-------- Working data --------
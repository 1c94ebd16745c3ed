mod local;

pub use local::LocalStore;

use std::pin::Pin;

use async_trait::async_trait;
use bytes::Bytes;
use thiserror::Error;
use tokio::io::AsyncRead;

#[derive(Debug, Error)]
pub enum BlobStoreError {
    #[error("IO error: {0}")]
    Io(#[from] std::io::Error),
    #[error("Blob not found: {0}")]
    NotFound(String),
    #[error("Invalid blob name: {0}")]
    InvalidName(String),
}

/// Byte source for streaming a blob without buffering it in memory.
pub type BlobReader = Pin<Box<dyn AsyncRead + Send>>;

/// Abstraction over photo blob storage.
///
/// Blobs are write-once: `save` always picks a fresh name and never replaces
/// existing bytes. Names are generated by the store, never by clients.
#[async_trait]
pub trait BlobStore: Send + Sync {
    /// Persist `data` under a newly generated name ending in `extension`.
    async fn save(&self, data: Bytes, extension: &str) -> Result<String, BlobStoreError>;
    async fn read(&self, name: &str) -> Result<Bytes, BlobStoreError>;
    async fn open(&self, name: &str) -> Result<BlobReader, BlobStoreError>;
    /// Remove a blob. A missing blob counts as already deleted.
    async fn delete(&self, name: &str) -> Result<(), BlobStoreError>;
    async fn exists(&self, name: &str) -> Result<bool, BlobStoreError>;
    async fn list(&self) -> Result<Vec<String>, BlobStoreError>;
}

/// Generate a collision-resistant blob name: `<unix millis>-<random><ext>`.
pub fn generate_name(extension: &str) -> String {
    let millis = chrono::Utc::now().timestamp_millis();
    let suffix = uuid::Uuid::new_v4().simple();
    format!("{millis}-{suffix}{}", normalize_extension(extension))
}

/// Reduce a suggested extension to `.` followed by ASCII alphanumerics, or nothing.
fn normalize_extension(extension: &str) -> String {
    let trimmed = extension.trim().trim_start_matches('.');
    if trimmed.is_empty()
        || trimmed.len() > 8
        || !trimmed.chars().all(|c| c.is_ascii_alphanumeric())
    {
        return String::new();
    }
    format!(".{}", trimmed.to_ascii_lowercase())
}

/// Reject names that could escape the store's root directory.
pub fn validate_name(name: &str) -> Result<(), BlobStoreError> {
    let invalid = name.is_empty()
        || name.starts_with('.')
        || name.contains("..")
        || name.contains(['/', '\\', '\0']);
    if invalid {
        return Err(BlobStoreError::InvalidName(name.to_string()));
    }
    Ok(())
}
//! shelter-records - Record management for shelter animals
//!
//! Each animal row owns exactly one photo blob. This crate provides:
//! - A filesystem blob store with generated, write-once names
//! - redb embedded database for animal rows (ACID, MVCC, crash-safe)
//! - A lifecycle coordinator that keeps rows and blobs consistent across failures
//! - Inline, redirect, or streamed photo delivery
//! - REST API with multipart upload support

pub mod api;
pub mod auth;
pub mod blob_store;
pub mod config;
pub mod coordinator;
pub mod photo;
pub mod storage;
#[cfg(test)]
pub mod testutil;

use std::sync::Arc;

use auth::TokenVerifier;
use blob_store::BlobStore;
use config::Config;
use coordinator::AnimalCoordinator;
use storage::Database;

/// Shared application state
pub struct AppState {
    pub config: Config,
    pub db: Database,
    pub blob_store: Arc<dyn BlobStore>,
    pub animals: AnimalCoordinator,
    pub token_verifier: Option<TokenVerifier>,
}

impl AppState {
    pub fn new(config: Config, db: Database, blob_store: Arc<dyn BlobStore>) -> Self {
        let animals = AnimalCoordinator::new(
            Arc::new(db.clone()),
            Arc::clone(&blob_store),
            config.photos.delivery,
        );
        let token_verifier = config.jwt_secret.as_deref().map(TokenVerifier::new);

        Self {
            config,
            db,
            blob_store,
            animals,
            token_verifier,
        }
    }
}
--------
-------- Working data --------
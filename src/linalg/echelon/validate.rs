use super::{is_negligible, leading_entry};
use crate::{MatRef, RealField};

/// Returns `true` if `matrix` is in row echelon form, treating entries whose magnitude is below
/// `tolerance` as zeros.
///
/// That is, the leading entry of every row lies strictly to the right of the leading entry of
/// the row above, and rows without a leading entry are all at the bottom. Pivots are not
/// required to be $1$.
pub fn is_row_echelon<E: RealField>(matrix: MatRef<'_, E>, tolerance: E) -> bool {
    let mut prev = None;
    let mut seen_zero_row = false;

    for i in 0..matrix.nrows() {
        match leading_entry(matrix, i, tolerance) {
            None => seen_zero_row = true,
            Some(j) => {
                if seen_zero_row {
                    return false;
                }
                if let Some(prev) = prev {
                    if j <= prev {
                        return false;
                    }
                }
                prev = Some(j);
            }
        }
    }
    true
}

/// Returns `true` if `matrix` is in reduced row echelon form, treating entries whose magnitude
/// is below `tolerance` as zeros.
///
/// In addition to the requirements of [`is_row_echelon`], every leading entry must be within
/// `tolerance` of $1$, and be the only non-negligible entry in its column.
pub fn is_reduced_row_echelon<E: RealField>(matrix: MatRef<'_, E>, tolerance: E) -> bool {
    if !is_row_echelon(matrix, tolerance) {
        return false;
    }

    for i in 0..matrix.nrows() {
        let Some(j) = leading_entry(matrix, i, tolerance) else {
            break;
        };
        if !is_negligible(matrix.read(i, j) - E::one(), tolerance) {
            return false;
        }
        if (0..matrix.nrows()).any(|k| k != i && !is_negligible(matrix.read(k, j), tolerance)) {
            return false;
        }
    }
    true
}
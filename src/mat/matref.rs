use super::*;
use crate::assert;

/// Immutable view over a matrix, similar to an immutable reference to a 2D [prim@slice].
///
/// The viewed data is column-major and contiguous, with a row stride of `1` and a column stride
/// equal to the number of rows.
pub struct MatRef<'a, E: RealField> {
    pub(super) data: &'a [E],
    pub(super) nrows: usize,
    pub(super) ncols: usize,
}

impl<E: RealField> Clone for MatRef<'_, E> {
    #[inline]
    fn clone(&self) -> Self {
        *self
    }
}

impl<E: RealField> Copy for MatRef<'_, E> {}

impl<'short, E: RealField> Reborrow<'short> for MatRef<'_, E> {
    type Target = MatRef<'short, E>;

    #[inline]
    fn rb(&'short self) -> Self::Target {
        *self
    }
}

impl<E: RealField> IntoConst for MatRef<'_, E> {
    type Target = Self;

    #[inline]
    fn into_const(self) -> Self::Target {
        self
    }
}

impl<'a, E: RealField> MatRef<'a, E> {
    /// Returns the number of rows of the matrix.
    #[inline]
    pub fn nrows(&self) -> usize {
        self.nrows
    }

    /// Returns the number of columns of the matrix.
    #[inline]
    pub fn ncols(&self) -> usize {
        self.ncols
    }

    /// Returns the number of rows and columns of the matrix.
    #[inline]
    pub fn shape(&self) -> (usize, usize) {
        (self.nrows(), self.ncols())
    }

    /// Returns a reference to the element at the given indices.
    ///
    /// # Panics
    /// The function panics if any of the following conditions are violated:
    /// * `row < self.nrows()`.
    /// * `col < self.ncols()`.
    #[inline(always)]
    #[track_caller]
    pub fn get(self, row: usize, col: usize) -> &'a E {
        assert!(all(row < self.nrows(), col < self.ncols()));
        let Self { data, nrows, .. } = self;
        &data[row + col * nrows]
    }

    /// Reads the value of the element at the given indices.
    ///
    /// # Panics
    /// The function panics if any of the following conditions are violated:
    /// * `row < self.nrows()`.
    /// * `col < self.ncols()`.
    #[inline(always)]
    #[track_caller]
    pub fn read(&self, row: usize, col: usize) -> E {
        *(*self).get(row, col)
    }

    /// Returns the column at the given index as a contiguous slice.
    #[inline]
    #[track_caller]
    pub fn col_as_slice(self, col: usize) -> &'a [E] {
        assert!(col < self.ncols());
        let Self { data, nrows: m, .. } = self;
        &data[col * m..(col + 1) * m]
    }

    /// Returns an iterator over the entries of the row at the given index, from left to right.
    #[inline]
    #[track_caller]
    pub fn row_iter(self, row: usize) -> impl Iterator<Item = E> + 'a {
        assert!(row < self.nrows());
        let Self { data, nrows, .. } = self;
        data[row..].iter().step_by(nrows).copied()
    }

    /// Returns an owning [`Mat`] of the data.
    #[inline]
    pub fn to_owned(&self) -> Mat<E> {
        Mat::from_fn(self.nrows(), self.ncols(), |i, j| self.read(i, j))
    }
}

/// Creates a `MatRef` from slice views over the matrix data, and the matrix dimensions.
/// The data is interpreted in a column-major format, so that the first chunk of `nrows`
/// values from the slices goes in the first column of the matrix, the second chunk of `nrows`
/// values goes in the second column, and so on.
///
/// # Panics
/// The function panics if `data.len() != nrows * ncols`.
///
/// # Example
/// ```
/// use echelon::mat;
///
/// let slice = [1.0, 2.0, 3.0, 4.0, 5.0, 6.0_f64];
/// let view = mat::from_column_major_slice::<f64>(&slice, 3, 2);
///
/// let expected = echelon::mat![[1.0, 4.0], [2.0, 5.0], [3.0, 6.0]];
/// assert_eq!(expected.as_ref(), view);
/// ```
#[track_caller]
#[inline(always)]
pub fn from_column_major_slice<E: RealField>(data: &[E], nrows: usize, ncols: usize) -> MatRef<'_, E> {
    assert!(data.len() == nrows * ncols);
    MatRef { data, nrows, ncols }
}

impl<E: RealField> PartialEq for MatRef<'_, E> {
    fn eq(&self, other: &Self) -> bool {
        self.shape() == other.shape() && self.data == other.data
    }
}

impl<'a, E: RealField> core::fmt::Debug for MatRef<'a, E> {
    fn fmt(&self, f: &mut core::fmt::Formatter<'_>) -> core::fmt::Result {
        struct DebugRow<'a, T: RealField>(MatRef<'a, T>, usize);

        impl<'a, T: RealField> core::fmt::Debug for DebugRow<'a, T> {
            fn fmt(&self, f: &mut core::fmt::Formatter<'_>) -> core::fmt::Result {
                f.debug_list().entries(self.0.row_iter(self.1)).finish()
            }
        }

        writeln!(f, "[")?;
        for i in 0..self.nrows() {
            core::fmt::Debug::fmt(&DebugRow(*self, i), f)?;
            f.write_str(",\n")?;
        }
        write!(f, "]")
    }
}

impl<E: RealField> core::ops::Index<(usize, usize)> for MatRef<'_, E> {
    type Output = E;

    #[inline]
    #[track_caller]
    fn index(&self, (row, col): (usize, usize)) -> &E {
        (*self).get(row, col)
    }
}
--------
-------- Working data --------
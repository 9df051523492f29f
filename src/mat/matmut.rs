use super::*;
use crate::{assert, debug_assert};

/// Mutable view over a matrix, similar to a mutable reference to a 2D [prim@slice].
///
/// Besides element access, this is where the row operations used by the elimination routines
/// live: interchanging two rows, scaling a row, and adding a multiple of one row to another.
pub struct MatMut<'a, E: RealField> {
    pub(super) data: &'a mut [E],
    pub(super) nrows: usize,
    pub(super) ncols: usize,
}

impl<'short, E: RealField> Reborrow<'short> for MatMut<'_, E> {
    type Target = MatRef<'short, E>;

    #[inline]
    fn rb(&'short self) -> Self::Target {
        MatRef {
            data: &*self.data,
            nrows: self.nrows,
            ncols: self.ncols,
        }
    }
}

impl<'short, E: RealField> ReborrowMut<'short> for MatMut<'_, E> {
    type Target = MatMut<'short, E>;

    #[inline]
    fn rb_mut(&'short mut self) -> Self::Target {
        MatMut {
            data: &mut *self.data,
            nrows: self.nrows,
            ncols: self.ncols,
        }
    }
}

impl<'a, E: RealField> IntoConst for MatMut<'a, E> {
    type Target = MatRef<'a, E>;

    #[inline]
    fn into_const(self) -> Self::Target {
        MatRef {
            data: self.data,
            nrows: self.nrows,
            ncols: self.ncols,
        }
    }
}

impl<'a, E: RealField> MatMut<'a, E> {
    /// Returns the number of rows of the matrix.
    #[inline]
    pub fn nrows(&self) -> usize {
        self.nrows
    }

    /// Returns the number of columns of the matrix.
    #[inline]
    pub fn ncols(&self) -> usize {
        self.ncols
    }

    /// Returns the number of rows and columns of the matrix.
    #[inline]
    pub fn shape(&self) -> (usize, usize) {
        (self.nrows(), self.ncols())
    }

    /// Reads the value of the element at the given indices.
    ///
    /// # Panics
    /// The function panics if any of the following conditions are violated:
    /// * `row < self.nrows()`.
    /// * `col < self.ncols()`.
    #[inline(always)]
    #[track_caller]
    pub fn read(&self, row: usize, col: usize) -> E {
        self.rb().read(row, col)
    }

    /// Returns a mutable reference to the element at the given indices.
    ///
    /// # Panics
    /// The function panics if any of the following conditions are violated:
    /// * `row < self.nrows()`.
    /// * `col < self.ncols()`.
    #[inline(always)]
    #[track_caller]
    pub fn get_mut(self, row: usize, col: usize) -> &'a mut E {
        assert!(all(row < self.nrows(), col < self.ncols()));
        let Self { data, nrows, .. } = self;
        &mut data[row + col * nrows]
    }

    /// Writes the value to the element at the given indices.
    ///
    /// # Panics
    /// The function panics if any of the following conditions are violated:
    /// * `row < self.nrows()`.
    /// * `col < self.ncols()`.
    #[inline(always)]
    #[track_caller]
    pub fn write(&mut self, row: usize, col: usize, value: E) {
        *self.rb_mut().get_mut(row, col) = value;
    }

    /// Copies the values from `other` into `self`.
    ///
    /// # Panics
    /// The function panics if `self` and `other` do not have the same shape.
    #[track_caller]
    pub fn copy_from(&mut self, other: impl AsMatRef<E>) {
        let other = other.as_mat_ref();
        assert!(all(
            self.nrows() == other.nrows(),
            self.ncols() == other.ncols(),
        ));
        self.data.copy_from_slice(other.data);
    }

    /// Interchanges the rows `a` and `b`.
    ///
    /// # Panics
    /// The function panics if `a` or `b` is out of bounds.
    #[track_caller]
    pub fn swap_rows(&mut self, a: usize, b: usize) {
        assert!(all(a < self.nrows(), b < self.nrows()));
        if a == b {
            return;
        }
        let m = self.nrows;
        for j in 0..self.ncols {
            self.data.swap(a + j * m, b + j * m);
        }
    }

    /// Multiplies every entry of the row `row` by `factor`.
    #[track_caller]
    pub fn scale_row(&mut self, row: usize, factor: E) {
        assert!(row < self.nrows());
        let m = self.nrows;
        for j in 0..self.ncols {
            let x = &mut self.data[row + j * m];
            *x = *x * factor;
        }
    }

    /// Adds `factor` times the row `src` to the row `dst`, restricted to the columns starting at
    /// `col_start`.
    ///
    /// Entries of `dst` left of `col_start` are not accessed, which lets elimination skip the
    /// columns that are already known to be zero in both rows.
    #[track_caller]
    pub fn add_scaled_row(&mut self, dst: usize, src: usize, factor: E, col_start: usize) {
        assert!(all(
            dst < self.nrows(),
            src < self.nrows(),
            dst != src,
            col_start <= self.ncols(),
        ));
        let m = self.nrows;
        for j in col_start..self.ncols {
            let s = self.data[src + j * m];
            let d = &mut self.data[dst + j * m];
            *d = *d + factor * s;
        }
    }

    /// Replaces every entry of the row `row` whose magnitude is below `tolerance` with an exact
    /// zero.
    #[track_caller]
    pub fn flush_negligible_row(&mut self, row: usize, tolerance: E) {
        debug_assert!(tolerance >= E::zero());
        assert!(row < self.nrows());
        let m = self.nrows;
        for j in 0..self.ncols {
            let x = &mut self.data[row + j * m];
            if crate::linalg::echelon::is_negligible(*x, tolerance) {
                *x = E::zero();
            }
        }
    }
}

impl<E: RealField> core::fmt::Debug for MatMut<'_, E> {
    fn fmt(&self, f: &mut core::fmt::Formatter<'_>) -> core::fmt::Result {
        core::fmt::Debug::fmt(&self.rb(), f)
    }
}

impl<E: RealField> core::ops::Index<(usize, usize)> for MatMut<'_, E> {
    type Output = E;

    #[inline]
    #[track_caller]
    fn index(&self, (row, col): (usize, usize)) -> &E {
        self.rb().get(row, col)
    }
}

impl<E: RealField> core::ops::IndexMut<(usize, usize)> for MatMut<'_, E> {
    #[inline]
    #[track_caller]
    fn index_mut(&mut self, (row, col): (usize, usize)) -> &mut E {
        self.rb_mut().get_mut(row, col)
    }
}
--------
Search the records above for the word "first" and give the number of lines where it occurs, nothing else.

2